不正経理、愛知・岩手で裏金計7600万円…架空発注で読売新聞

 会計検査院の調査で全国12道府県の不正経理が発覚した問題で、愛知県は18日、架空発注で業者の口座にプールされた資金が2002〜06年度で、約4000万円あったと発表した。

 岩手県も同日、架空発注で捻出(ねんしゅつ)した約3600万円を業者の口座に預けていたと発表。これらは「預け」と呼ばれる裏金作りで、出先事務所などが予算を使い切ろうと、年度末に大量の事務用品を架空発注していたという。詳細な使途は不明なままで早急な調査が求められる。

 愛知県は、出張費流用など不正経理とされた事業費の総額を、06年度までの5年間で約3億円と発表。内訳は国の補助金が約1億3000万円、県費の支出分が約1億7000万円。

 同県では年度末になると、農林、建設など9の出先事務所で、鉛筆やノートなどの消耗品を事務用品業者に架空発注し、県の出納部局から代金を振り込ませ、業者に保管させていた。記者会見した同県の永田清農林水産部長らは、「悪質な手口であり、裏金とみられても仕方ない」と謝罪した。使途については、「パソコンを購入した建設事務所もあったが、私的な流用はない」と語った。詳細な使途は今後、調査するとした。

 岩手県でも愛知県と同様の仕組みだが、出先事務所だけでなく、本庁でも事務用品の架空取引を繰り返しており、「預け」は02〜06年度で約3600万円に上った。不正経理とされた総事業費は約2億1000万円で、国の補助金約1億1500万円が含まれる。業者に依頼して架空の納品書を作らせており、これを出納局に示して業者に代金を振り込ませていたという。

 岩手県の古内保之出納局長は読売新聞の取材に、「不正経理の内訳で最も多いのが『預け』だった。大変申し訳ない」と語った。

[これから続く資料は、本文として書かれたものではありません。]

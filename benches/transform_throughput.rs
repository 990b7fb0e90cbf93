//! Transform throughput benchmarks
//!
//! Measures mapping of OAI-PMH style feeds with varying:
//! - Record counts (1, 10, 100, 1000)
//! - Specification shapes (flat leaves, repeatable rescope)
//! - Empty value filtering (on, off)
//!
//! Run benchmarks: `cargo bench --bench transform_throughput`

use criterion::{BenchmarkId, Criterion, Throughput, criterion_group, criterion_main};
use serde_json::{Value, json};
use std::fmt::Write;
use xmlmap::{Namespaces, Specification, Transformer, XmlDocument};

const OAI_NS: &str = "http://www.openarchives.org/OAI/2.0/";

/// Generate a feed with `count` records of three constituents each
fn generate_feed(count: usize) -> String {
    let mut xml = format!(r#"<OAI-PMH xmlns="{}"><ListRecords>"#, OAI_NS);
    for i in 0..count {
        let _ = write!(
            xml,
            r#"<record><header><identifier>{i}</identifier></header><metadata>
<location><country>Country {i}</country><city>City {i}</city></location>
<constituent yeardied="1669">Rembrandt</constituent>
<constituent yeardied="1884">Johannes Mock</constituent>
<constituent yeardied="1775">Georg Friedrich Schmidt</constituent>
</metadata></record>"#
        );
    }
    xml.push_str("</ListRecords></OAI-PMH>");
    xml
}

fn flat_mapping() -> Value {
    json!({
        "id": { "path": ".//oai:identifier/text()" },
        "location": {
            "country": { "path": ".//oai:location/oai:country/text()" },
            "city": { "path": ".//oai:location/oai:city/text()" }
        }
    })
}

fn nested_mapping() -> Value {
    json!({
        "id": { "path": ".//oai:identifier/text()" },
        "constituent": {
            "context": ".//oai:constituent",
            "repeatable": true,
            "values": {
                "name": { "path": "text()" },
                "death_date": { "path": "@yeardied" }
            }
        }
    })
}

fn transformer(mapping: &Value) -> Transformer<'static> {
    let spec = Specification::from_value(mapping).expect("Benchmark mapping is valid");
    Transformer::new(spec, "//oai:record", Namespaces::new().with("oai", OAI_NS))
}

/// Benchmark transform throughput with varying record counts, parse included
fn benchmark_record_counts(c: &mut Criterion) {
    let mut group = c.benchmark_group("record_count");

    for count in [1, 10, 100, 1000] {
        group.throughput(Throughput::Elements(count as u64));
        let feed = generate_feed(count);
        let mut t = transformer(&flat_mapping());
        t.bind_str(feed);

        group.bench_with_input(BenchmarkId::new("records", count), &count, |b, _| {
            b.iter(|| t.transform_all().expect("Failed to transform"));
        });
    }

    group.finish();
}

/// Benchmark specification shapes against an already parsed document
fn benchmark_spec_shapes(c: &mut Criterion) {
    let mut group = c.benchmark_group("spec_shape");
    let record_count = 100;
    let feed = generate_feed(record_count);
    let doc = XmlDocument::parse(&feed).expect("Benchmark feed is well-formed");
    group.throughput(Throughput::Elements(record_count as u64));

    for (name, mapping) in [("flat", flat_mapping()), ("nested", nested_mapping())] {
        for filter in [false, true] {
            let mut t = transformer(&mapping);
            t.bind_document(&doc).set_filter_empty(filter);
            let id = format!("{}/filter={}", name, filter);
            group.bench_function(BenchmarkId::from_parameter(id), |b| {
                b.iter(|| t.transform_all().expect("Failed to transform"));
            });
        }
    }

    group.finish();
}

criterion_group!(benches, benchmark_record_counts, benchmark_spec_shapes);
criterion_main!(benches);
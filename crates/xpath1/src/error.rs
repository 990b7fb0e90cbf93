use thiserror::Error;

#[derive(Error, Debug, Clone, PartialEq)]
pub enum XPathError {
    #[error("XPath parse error in '{0}': {1}")]
    XPathParse(String, String),

    #[error("Namespace prefix '{0}' is not bound")]
    UnboundPrefix(String),

    #[error("Function '{function}' error: {message}")]
    FunctionError { function: String, message: String },

    #[error("Type error: {0}")]
    TypeError(String),

    #[error("Variable '{0}' not found")]
    UnknownVariable(String),
}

 検査院の調べでは、このほか、京都、和歌山など4府県で数万円〜数十万円の「預け」が見つかった。和歌山県では、余った補助金を業者に渡し、翌年度のコピー用紙などの購入に充てたという。仁坂吉伸知事は「事務処理のミス」としている。京都府は約10万5000円が一時、業者の預かりになっていたが、事務用品を発注した担当職員が死亡し、翌年度になって納品されてないことに気付いたケースだった。